Tempi duri per la libertà. Al punto che è difficile vederla girare liberamente. Già la parola da un po' strisciava tirandosi fastidiosamente dietro il peso della sua "Casa", ma ora sta sulla bocca e nelle orecchie di tutti in altrettanto pesante compagnia: questo invadente e onnipresente enduring. Ma che senso ha Enduring Freedom? Nello sforzo di renderci partecipi di quel che andavamo a dire, e a fare, siamo stati informati che la traduzione è "libertà duratura", vista anche l'infelice sorte della "Giustizia infinita" che l'aveva preceduta, a riprova che le parole voleranno anche, ma pesano come bombe intelligenti. La traduzione è giusta, non discuto, e non oso pronunciarmi su quale cluster di significati e risonanze abbia per gli anglofoni, di certo a stare al dizionario il contrario fa crumble, decay, disintegrate, collapse, fall, perish. Enduring è insomma la durevolezza, il permanere e durare nel tempo. Ben comprensibile che suoni confortante. Ma a me, parlante italiano, enduring freedom evoca anche tutto un concerto di sonorità inquietanti. Come segnala la radice durus, si tratta di una libertà indurita, irrigidita, inasprita, congelata, solidificata, inflessibile, e che si fa sentire nella sua durezza, asprezza, insensibilità, crudeltà. Per durare si fa dura, si consolida (cristallizzando d'un sol colpo la domanda sulla constitutio libertatis), insomma diventa struttura, istituzione e forza. Ora, anche, guerra.
Per questo conviene prestare orecchio ai diversi "motivi" che la libertà fa risuonare. I Motivi della libertà, come titola appunto l'ultimo volume di "Democrazia e diritto". Pensato ben prima che in nome della libertà si aprisse il conflitto armato che viviamo, viene ora tempestivamente a ricordare che il conflitto in nome della libertà è sempre anche conflitto sul nome della libertà. Sottolinea Eric Foner nel suo contributo che se libertà è la parola più importante del vocabolario politico americano, fondante per la percezione di sé degli americani, il suo senso è andato definendosi attraverso conflitti concettuali sì, ma anche conflitti veri e propri. Il nuovo capitolo di questa storia che stiamo vivendo illustra con tutta la visibilità di un evento che ha la crucialità di una catastrofe simbolica quanto alla deriva e all'immiserimento del senso possa rispondere la terribile e semplificata simmetria della forza. E conferma tragicamente non solo fino a che punto possa rivelarsi insieme impotente e distruttiva l'accezione dominante (liberista e antipolitica) di libertà, ma quanto sia stato scellerato, oltre che perdente, per la sinistra disertare il campo del conflitto sulla libertà: consegnandola all'orizzonte liberaldemocratico e rinunciando all'eccedenza politica che una pratica della libertà comporta rispetto alla grammatica scritta dei diritti e delle garanzie.

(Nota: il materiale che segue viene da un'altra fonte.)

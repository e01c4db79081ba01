//! In-memory stores and request helpers shared by the API tests

use std::{
    collections::HashMap,
    sync::{Arc, Mutex},
};

use async_trait::async_trait;
use axum::{
    body::Body,
    http::{header, Method, Request, StatusCode},
    Router,
};
use chrono::{DateTime, Utc};
use serde_json::Value;
use tower::ServiceExt;

use borrowing_server::{
    api,
    config::AppConfig,
    error::AppResult,
    models::{Book, Loan, LoanDetails, NewLoan, User, UserClaims},
    repository::{BookStore, LoanStore, Repository, UserStore},
    services::{auth::hash_password, Services},
    AppError, AppState,
};

#[derive(Default)]
struct Tables {
    books: HashMap<i32, Book>,
    users: HashMap<i32, User>,
    loans: Vec<Loan>,
}

/// Books, users and borrow records kept in memory
#[derive(Default)]
pub struct MemoryLibrary {
    tables: Mutex<Tables>,
}

impl MemoryLibrary {
    pub fn add_book(&self, id: i32, title: &str, copies: i32) {
        let book = Book {
            id,
            title: title.to_string(),
            author: "Anonymous".to_string(),
            isbn: None,
            total_copies: copies,
            copies_available: copies,
        };
        self.tables.lock().unwrap().books.insert(id, book);
    }

    /// User that only authenticates through pre-signed tokens
    pub fn add_user(&self, id: i32, username: &str, is_staff: bool) {
        self.insert_user(id, username, "!".to_string(), is_staff);
    }

    pub fn add_user_with_password(&self, id: i32, username: &str, password: &str, is_staff: bool) {
        self.insert_user(id, username, hash_password(password).unwrap(), is_staff);
    }

    fn insert_user(&self, id: i32, username: &str, password_hash: String, is_staff: bool) {
        let user = User {
            id,
            username: username.to_string(),
            password_hash,
            is_staff,
            date_joined: Utc::now(),
        };
        self.tables.lock().unwrap().users.insert(id, user);
    }

    pub fn copies_available(&self, book_id: i32) -> i32 {
        self.tables.lock().unwrap().books[&book_id].copies_available
    }

    pub fn loan_count(&self) -> usize {
        self.tables.lock().unwrap().loans.len()
    }

    fn details(tables: &Tables, loan: &Loan) -> LoanDetails {
        LoanDetails::from_parts(
            loan.clone(),
            tables.users[&loan.user_id].username.clone(),
            tables.books[&loan.book_id].clone(),
        )
    }

    fn newest_first(tables: &Tables, keep: impl Fn(&Loan) -> bool) -> Vec<LoanDetails> {
        tables
            .loans
            .iter()
            .rev()
            .filter(|loan| keep(loan))
            .map(|loan| Self::details(tables, loan))
            .collect()
    }
}

#[async_trait]
impl BookStore for MemoryLibrary {
    async fn get_by_id(&self, id: i32) -> AppResult<Option<Book>> {
        Ok(self.tables.lock().unwrap().books.get(&id).cloned())
    }

    async fn adjust_copies_available(&self, id: i32, delta: i32) -> AppResult<()> {
        let mut tables = self.tables.lock().unwrap();
        let book = tables
            .books
            .get_mut(&id)
            .ok_or_else(|| AppError::NotFound("Book not found".to_string()))?;
        book.copies_available += delta;
        Ok(())
    }
}

#[async_trait]
impl UserStore for MemoryLibrary {
    async fn get_by_username(&self, username: &str) -> AppResult<Option<User>> {
        let tables = self.tables.lock().unwrap();
        Ok(tables.users.values().find(|u| u.username == username).cloned())
    }
}

#[async_trait]
impl LoanStore for MemoryLibrary {
    async fn list_all(&self) -> AppResult<Vec<LoanDetails>> {
        let tables = self.tables.lock().unwrap();
        Ok(Self::newest_first(&tables, |_| true))
    }

    async fn list_for_user(&self, user_id: i32) -> AppResult<Vec<LoanDetails>> {
        let tables = self.tables.lock().unwrap();
        Ok(Self::newest_first(&tables, |loan| loan.user_id == user_id))
    }

    async fn get_by_id(&self, id: i32) -> AppResult<Option<Loan>> {
        let tables = self.tables.lock().unwrap();
        Ok(tables.loans.iter().find(|loan| loan.id == id).cloned())
    }

    async fn get_details(&self, id: i32) -> AppResult<Option<LoanDetails>> {
        let tables = self.tables.lock().unwrap();
        Ok(tables
            .loans
            .iter()
            .find(|loan| loan.id == id)
            .map(|loan| Self::details(&tables, loan)))
    }

    async fn has_open_loan(&self, user_id: i32, book_id: i32) -> AppResult<bool> {
        let tables = self.tables.lock().unwrap();
        Ok(tables
            .loans
            .iter()
            .any(|loan| loan.user_id == user_id && loan.book_id == book_id && loan.is_open()))
    }

    async fn create(&self, new: NewLoan) -> AppResult<Loan> {
        let mut tables = self.tables.lock().unwrap();
        let loan = Loan {
            id: tables.loans.len() as i32 + 1,
            user_id: new.user_id,
            book_id: new.book_id,
            borrowed_at: new.borrowed_at,
            due_date: new.due_date,
            returned_at: None,
            is_returned: false,
        };
        tables.loans.push(loan.clone());
        Ok(loan)
    }

    async fn mark_returned(&self, id: i32, returned_at: DateTime<Utc>) -> AppResult<Loan> {
        let mut tables = self.tables.lock().unwrap();
        let loan = tables
            .loans
            .iter_mut()
            .find(|loan| loan.id == id)
            .ok_or_else(|| AppError::NotFound(format!("Loan with id {} not found", id)))?;
        loan.is_returned = true;
        loan.returned_at = Some(returned_at);
        Ok(loan.clone())
    }
}

/// Router wired to a fresh in-memory library
pub struct TestApp {
    pub router: Router,
    pub library: Arc<MemoryLibrary>,
    config: AppConfig,
}

impl TestApp {
    pub fn new() -> Self {
        let library = Arc::new(MemoryLibrary::default());
        let config = AppConfig::default();
        let repository =
            Repository::with_stores(library.clone(), library.clone(), library.clone());
        let services = Services::new(repository, config.auth.clone());
        let state = AppState {
            config: Arc::new(config.clone()),
            services: Arc::new(services),
        };

        Self {
            router: api::router(state),
            library,
            config,
        }
    }

    /// Bearer token for a user already added to the library
    pub fn token_for(&self, user_id: i32, username: &str, is_staff: bool) -> String {
        let claims = UserClaims {
            sub: username.to_string(),
            user_id,
            is_staff,
            iat: Utc::now().timestamp(),
            exp: Utc::now().timestamp() + 3600,
        };
        claims.create_token(&self.config.auth.jwt_secret).unwrap()
    }

    pub async fn request(
        &self,
        method: Method,
        uri: &str,
        token: Option<&str>,
        body: Option<Value>,
    ) -> (StatusCode, Value) {
        match body {
            Some(json) => {
                self.request_raw(method, uri, token, Some("application/json"), json.to_string())
                    .await
            }
            None => self.request_raw(method, uri, token, None, String::new()).await,
        }
    }

    /// Send an arbitrary body; the response is parsed as JSON, `Null` when it is not JSON
    pub async fn request_raw(
        &self,
        method: Method,
        uri: &str,
        token: Option<&str>,
        content_type: Option<&str>,
        body: String,
    ) -> (StatusCode, Value) {
        let mut builder = Request::builder().method(method).uri(uri);
        if let Some(token) = token {
            builder = builder.header(header::AUTHORIZATION, format!("Bearer {}", token));
        }
        if let Some(content_type) = content_type {
            builder = builder.header(header::CONTENT_TYPE, content_type);
        }
        let request = builder.body(Body::from(body)).unwrap();

        let response = self.router.clone().oneshot(request).await.unwrap();
        let status = response.status();
        let bytes = axum::body::to_bytes(response.into_body(), usize::MAX)
            .await
            .unwrap();
        let json = if bytes.is_empty() {
            Value::Null
        } else {
            serde_json::from_slice(&bytes).unwrap_or(Value::Null)
        };
        (status, json)
    }
}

Dura e benvenuta diagnosi che appunto ha mosso il progetto di questo libro: tenere fermo appunto all'anima politica della libertà, "rideclinandola, in controcanto con le sue definizioni riduttive oggi prevalenti, come azione e non garanzia, relazione e non proprietà individuale, esposizione al contatto e alla contingenza e non immunità, apertura al rischio e non assenza di impedimento, conflitto e non ordine". Insomma, riaprire "una più ampia contesa sull'idea e la pratica della libertà". Così Ida Dominijanni che cura il volume, e che avendo ben presente la politica del simbolico nominata e praticata dalle donne, chiama a tenere ben saldo il terreno insieme delle idee e delle pratiche. Mossa decisiva per l'altra sfida cui chiama il progetto: che il suddetto conflitto sulla libertà non possa aprirsi se non nominando e investendo il "conflitto non dichiarato sull'iscrizione o la cancellazione, il riconoscimento o l'amputazione, della rivoluzione della differenza sessuale e delle sue conseguenze sull'ordine socio-simbolico e sull'ordine del discorso politico". Passaggio ineludibile, ma anche esigente, porta stretta alla soglia della quale si può vedere chi raccoglie un invito e una scommessa che più ancora che il motore di questo libro è motore del tempo presente.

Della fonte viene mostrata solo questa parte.